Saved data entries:
--------------------------------------------------
//! Interactive menu loop over a `TaskService`.
//!
//! # Responsibility
//! - Map the five menu actions onto service calls.
//! - Turn recoverable errors (missing id, blank title, bad id input) into
//!   messages so one bad entry never ends the session.
//!
//! # Invariants
//! - The task file is written only by "Save & Exit".
//! - A failed save keeps the menu open with the store untouched.

use crate::prompt::ask;
use log::{error, info, warn};
use std::io::{self, BufRead, Write};
use taskmgr_core::{ServiceError, StoreError, Task, TaskId, TaskRepository, TaskService};

/// One selectable menu entry.
#[derive(Debug, Clone, Copy, PartialEq, Eq)]
pub enum MenuChoice {
    Add,
    View,
    Delete,
    Complete,
    SaveAndExit,
}

impl MenuChoice {
    pub fn parse(raw: &str) -> Option<Self> {
        match raw.trim() {
            "1" => Some(Self::Add),
            "2" => Some(Self::View),
            "3" => Some(Self::Delete),
            "4" => Some(Self::Complete),
            "5" => Some(Self::SaveAndExit),
            _ => None,
        }
    }
}

/// How the menu loop ended.
#[derive(Debug, Clone, Copy, PartialEq, Eq)]
pub enum SessionEnd {
    /// Tasks were written and the user chose to leave.
    Saved,
    /// Input closed; unsaved changes are dropped.
    InputClosed,
}

/// Runs the menu until "Save & Exit" succeeds or input ends.
pub fn run_menu<R, W, Repo>(
    input: &mut R,
    output: &mut W,
    service: &mut TaskService<Repo>,
) -> io::Result<SessionEnd>
where
    R: BufRead,
    W: Write,
    Repo: TaskRepository,
{
    loop {
        write_menu(output)?;
        let Some(raw) = ask(input, output, "Choose an option: ")? else {
            warn!("event=session_end module=cli status=input_closed saved=false");
            return Ok(SessionEnd::InputClosed);
        };

        let Some(choice) = MenuChoice::parse(&raw) else {
            writeln!(output, "Invalid option. Please try again.")?;
            continue;
        };

        match choice {
            MenuChoice::Add => {
                let Some(title) = ask(input, output, "Enter task title: ")? else {
                    continue;
                };
                match service.add_task(&title) {
                    Ok(task) => writeln!(output, "Task '{}' added successfully.", task.title)?,
                    Err(err) => writeln!(output, "Could not add task: {err}.")?,
                }
            }
            MenuChoice::View => write_tasks(output, service.list_tasks())?,
            MenuChoice::Delete => {
                let Some(id) = ask_task_id(input, output, "Enter task ID to delete: ")? else {
                    continue;
                };
                match service.delete_task(id) {
                    Ok(_) => writeln!(output, "Task {id} deleted successfully.")?,
                    Err(err) => write_miss(output, id, err)?,
                }
            }
            MenuChoice::Complete => {
                let Some(id) = ask_task_id(input, output, "Enter task ID to mark complete: ")?
                else {
                    continue;
                };
                match service.complete_task(id) {
                    Ok(_) => writeln!(output, "Task {id} marked as complete.")?,
                    Err(err) => write_miss(output, id, err)?,
                }
            }
            MenuChoice::SaveAndExit => match service.save() {
                Ok(()) => {
                    writeln!(output, "Tasks saved to file.")?;
                    info!(
                        "event=session_end module=cli status=ok saved=true count={}",
                        service.store().len()
                    );
                    return Ok(SessionEnd::Saved);
                }
                Err(err) => {
                    error!("event=session_save module=cli status=error error={err}");
                    writeln!(output, "Could not save tasks: {err}")?;
                    writeln!(output, "Fix the problem and choose option 5 again.")?;
                }
            },
        }
    }
}

/// Renders the task list the way the "View Tasks" action shows it.
pub fn write_tasks<W: Write>(output: &mut W, tasks: &[Task]) -> io::Result<()> {
    if tasks.is_empty() {
        return writeln!(output, "No tasks available.");
    }
    for task in tasks {
        writeln!(output, "[{}] {} - {}", task.id, task.title, task.status_label())?;
    }
    Ok(())
}

/// Parses a user-entered task id; ids are positive integers.
pub fn parse_task_id(raw: &str) -> Option<TaskId> {
    raw.trim().parse::<TaskId>().ok().filter(|id| *id > 0)
}

fn write_menu<W: Write>(output: &mut W) -> io::Result<()> {
    writeln!(output, "\nTask Manager CLI")?;
    writeln!(output, "1. Add Task")?;
    writeln!(output, "2. View Tasks")?;
    writeln!(output, "3. Delete Task")?;
    writeln!(output, "4. Mark Task as Complete")?;
    writeln!(output, "5. Save & Exit")
}

fn ask_task_id<R: BufRead, W: Write>(
    input: &mut R,
    output: &mut W,
    label: &str,
) -> io::Result<Option<TaskId>> {
    let Some(raw) = ask(input, output, label)? else {
        return Ok(None);
    };
    let id = parse_task_id(&raw);
    if id.is_none() {
        writeln!(
            output,
            "Invalid task ID '{raw}'. Please enter a positive number."
        )?;
    }
    Ok(id)
}

fn write_miss<W: Write>(output: &mut W, id: TaskId, err: ServiceError) -> io::Result<()> {
    match err {
        ServiceError::Store(StoreError::NotFound(_)) => writeln!(output, "Task {id} not found."),
        other => writeln!(output, "Task {id} could not be updated: {other}."),
    }
}

#[cfg(test)]
mod tests {
    use super::{parse_task_id, run_menu, write_tasks, MenuChoice, SessionEnd};
    use std::io::Cursor;
    use taskmgr_core::{load_tasks, JsonFileRepository, Task, TaskService};

    fn run_script(path: &std::path::Path, script: &str) -> (SessionEnd, String) {
        let mut service = TaskService::open(JsonFileRepository::new(path)).expect("open service");
        let mut input = Cursor::new(script.to_string());
        let mut output = Vec::new();
        let end = run_menu(&mut input, &mut output, &mut service).expect("menu io");
        (end, String::from_utf8(output).expect("output is UTF-8"))
    }

    #[test]
    fn menu_choice_parses_known_options_only() {
        assert_eq!(MenuChoice::parse(" 1 "), Some(MenuChoice::Add));
        assert_eq!(MenuChoice::parse("5"), Some(MenuChoice::SaveAndExit));
        assert_eq!(MenuChoice::parse("6"), None);
        assert_eq!(MenuChoice::parse("add"), None);
    }

    #[test]
    fn parse_task_id_rejects_non_positive_and_text() {
        assert_eq!(parse_task_id(" 12 "), Some(12));
        assert_eq!(parse_task_id("0"), None);
        assert_eq!(parse_task_id("-3"), None);
        assert_eq!(parse_task_id("three"), None);
        assert_eq!(parse_task_id(""), None);
    }

    #[test]
    fn write_tasks_formats_status_lines() {
        let mut done = Task::new(2, "File taxes");
        done.complete();
        let mut output = Vec::new();
        write_tasks(&mut output, &[Task::new(1, "Buy milk"), done]).expect("render tasks");
        assert_eq!(
            String::from_utf8(output).expect("output is UTF-8"),
            "[1] Buy milk - Incomplete\n[2] File taxes - Completed\n"
        );

        let mut empty = Vec::new();
        write_tasks(&mut empty, &[]).expect("render empty list");
        assert_eq!(String::from_utf8(empty).expect("output is UTF-8"), "No tasks available.\n");
    }

    #[test]
    fn full_session_saves_on_exit() {
        let dir = tempfile::tempdir().expect("create temp dir");
        let path = dir.path().join("tasks.json");
        let script = "1\nBuy milk\n1\nFile taxes\n4\n2\n3\n1\n2\n5\n";

        let (end, text) = run_script(&path, script);
        assert_eq!(end, SessionEnd::Saved);
        assert!(text.contains("Task 'Buy milk' added successfully."));
        assert!(text.contains("Task 2 marked as complete."));
        assert!(text.contains("Task 1 deleted successfully."));
        assert!(text.contains("[2] File taxes - Completed"));
        assert!(text.contains("Tasks saved to file."));

        let store = load_tasks(&path).expect("saved file should load");
        assert_eq!(store.list().len(), 1);
        assert_eq!(store.list()[0].id, 2);
        assert!(store.list()[0].completed);
    }

    #[test]
    fn bad_input_is_reported_without_ending_session() {
        let dir = tempfile::tempdir().expect("create temp dir");
        let path = dir.path().join("tasks.json");
        let script = "9\n1\n   \n3\nabc\n4\n99\n3\n99\n2\n5\n";

        let (end, text) = run_script(&path, script);
        assert_eq!(end, SessionEnd::Saved);
        assert!(text.contains("Invalid option. Please try again."));
        assert!(text.contains("Could not add task: task title cannot be empty."));
        assert!(text.contains("Invalid task ID 'abc'. Please enter a positive number."));
        assert_eq!(text.matches("Task 99 not found.").count(), 2);
        assert!(text.contains("No tasks available."));
    }

    #[test]
    fn closed_input_does_not_save() {
        let dir = tempfile::tempdir().expect("create temp dir");
        let path = dir.path().join("tasks.json");

        let (end, _) = run_script(&path, "1\nnever saved\n");
        assert_eq!(end, SessionEnd::InputClosed);
        assert!(!path.exists());
    }

    #[test]
    fn failed_save_keeps_menu_open() {
        let dir = tempfile::tempdir().expect("create temp dir");
        let path = dir.path().join("missing").join("tasks.json");

        let (end, text) = run_script(&path, "1\nkeep me\n5\n");
        assert_eq!(end, SessionEnd::InputClosed);
        assert!(text.contains("Could not save tasks"));
        assert!(!text.contains("Tasks saved to file."));
    }
}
--------------------------------------------------
**What this task involves**
State the number of lines in the records that include the string "BufRead", without any other words.

**Solved exercise**
3